Extracted records section start

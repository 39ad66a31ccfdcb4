//! Repository Trait
//!
//! Interface for product persistence. Implementation is in the
//! infrastructure layer.

use crate::domain::entity::{Product, ProductId};
use crate::error::CatalogResult;

/// Product repository trait
#[trait_variant::make(ProductRepository: Send)]
pub trait LocalProductRepository {
    /// List all products
    async fn list(&self) -> CatalogResult<Vec<Product>>;

    /// Find product by ID
    async fn find_by_id(&self, product_id: &ProductId) -> CatalogResult<Option<Product>>;

    /// Insert a new product
    async fn insert(&self, product: &Product) -> CatalogResult<()>;

    /// Update an existing product; returns false when no row matched
    async fn update(&self, product: &Product) -> CatalogResult<bool>;

    /// Delete a product; returns false when no row matched
    async fn delete(&self, product_id: &ProductId) -> CatalogResult<bool>;
}
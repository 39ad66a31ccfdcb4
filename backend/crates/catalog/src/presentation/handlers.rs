//! HTTP Handlers

use axum::Json;
use axum::extract::{Path, State};
use axum::http::StatusCode;
use std::sync::Arc;

use crate::domain::entity::{Product, ProductId};
use crate::domain::repository::ProductRepository;
use crate::error::{CatalogError, CatalogResult};
use crate::presentation::dto::{ProductPayload, ProductResponse};

/// Shared state for catalog handlers
#[derive(Clone)]
pub struct CatalogAppState<R>
where
    R: ProductRepository + Clone + Send + Sync + 'static,
{
    pub repo: Arc<R>,
}

/// GET /api/products
pub async fn list_products<R>(
    State(state): State<CatalogAppState<R>>,
) -> CatalogResult<Json<Vec<ProductResponse>>>
where
    R: ProductRepository + Clone + Send + Sync + 'static,
{
    let products = state.repo.list().await?;

    Ok(Json(products.into_iter().map(Into::into).collect()))
}

/// GET /api/products/{id}
pub async fn get_product<R>(
    State(state): State<CatalogAppState<R>>,
    Path(id): Path<String>,
) -> CatalogResult<Json<ProductResponse>>
where
    R: ProductRepository + Clone + Send + Sync + 'static,
{
    let product_id = parse_product_id(&id)?;

    let product = state
        .repo
        .find_by_id(&product_id)
        .await?
        .ok_or(CatalogError::ProductNotFound)?;

    Ok(Json(product.into()))
}

/// POST /api/products
pub async fn create_product<R>(
    State(state): State<CatalogAppState<R>>,
    Json(payload): Json<ProductPayload>,
) -> CatalogResult<(StatusCode, Json<ProductResponse>)>
where
    R: ProductRepository + Clone + Send + Sync + 'static,
{
    let product = Product::new(payload.into_draft()?)?;

    state.repo.insert(&product).await?;

    tracing::info!(product_id = %product.product_id, "Product created");

    Ok((StatusCode::CREATED, Json(product.into())))
}

/// PUT /api/products/{id}
///
/// Returns the updated product, matching the read-back the storefront
/// pages expect.
pub async fn update_product<R>(
    State(state): State<CatalogAppState<R>>,
    Path(id): Path<String>,
    Json(payload): Json<ProductPayload>,
) -> CatalogResult<Json<ProductResponse>>
where
    R: ProductRepository + Clone + Send + Sync + 'static,
{
    let product_id = parse_product_id(&id)?;

    let mut product = state
        .repo
        .find_by_id(&product_id)
        .await?
        .ok_or(CatalogError::ProductNotFound)?;

    product.apply(payload.into_draft()?)?;

    // The row can vanish between the read and the write
    if !state.repo.update(&product).await? {
        return Err(CatalogError::ProductNotFound);
    }

    tracing::info!(product_id = %product.product_id, "Product updated");

    Ok(Json(product.into()))
}

/// DELETE /api/products/{id}
pub async fn delete_product<R>(
    State(state): State<CatalogAppState<R>>,
    Path(id): Path<String>,
) -> CatalogResult<StatusCode>
where
    R: ProductRepository + Clone + Send + Sync + 'static,
{
    let product_id = parse_product_id(&id)?;

    if !state.repo.delete(&product_id).await? {
        return Err(CatalogError::ProductNotFound);
    }

    tracing::info!(product_id = %product_id, "Product deleted");

    Ok(StatusCode::NO_CONTENT)
}

fn parse_product_id(id: &str) -> CatalogResult<ProductId> {
    ProductId::parse_str(id).map_err(|_| CatalogError::InvalidId)
}
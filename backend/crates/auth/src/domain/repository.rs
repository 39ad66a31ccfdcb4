//! Repository Traits
//!
//! Interfaces for data persistence. Implementation is in infrastructure layer.
//!
//! The store is an external collaborator reached only through these
//! find/insert/delete seams; nothing above the infra layer sees SQL.

use crate::domain::entity::{session::Session, user::User};
use crate::domain::value_object::{email::Email, user_id::UserId};
use crate::error::AuthResult;
use uuid::Uuid;

/// User repository trait
#[trait_variant::make(UserRepository: Send)]
pub trait LocalUserRepository {
    /// Insert a new user
    ///
    /// The store enforces email uniqueness; a duplicate insert fails with
    /// `AuthError::EmailTaken` regardless of any earlier existence check.
    async fn insert(&self, user: &User) -> AuthResult<()>;

    /// Find user by ID
    async fn find_by_id(&self, user_id: &UserId) -> AuthResult<Option<User>>;

    /// Find user by email (exact match, case-sensitive)
    async fn find_by_email(&self, email: &Email) -> AuthResult<Option<User>>;

    /// Check if an email is already registered
    async fn exists_by_email(&self, email: &Email) -> AuthResult<bool>;
}

/// Session repository trait
#[trait_variant::make(SessionRepository: Send)]
pub trait LocalSessionRepository {
    /// Persist a new session
    async fn insert(&self, session: &Session) -> AuthResult<()>;

    /// Find an unexpired session by ID
    ///
    /// Expired rows are treated as absent.
    async fn find_by_id(&self, session_id: Uuid) -> AuthResult<Option<Session>>;

    /// Delete a session (idempotent)
    async fn delete(&self, session_id: Uuid) -> AuthResult<()>;

    /// Remove expired sessions, returning the number deleted
    async fn delete_expired(&self) -> AuthResult<u64>;
}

Extracted records section end

__What needs to be done__
Every line above that carries the string "presentation" should be copied.

__Solved exercise__
filename backend/crates/catalog/src/presentation/handlers.rs
use crate::presentation::dto::{ProductPayload, ProductResponse};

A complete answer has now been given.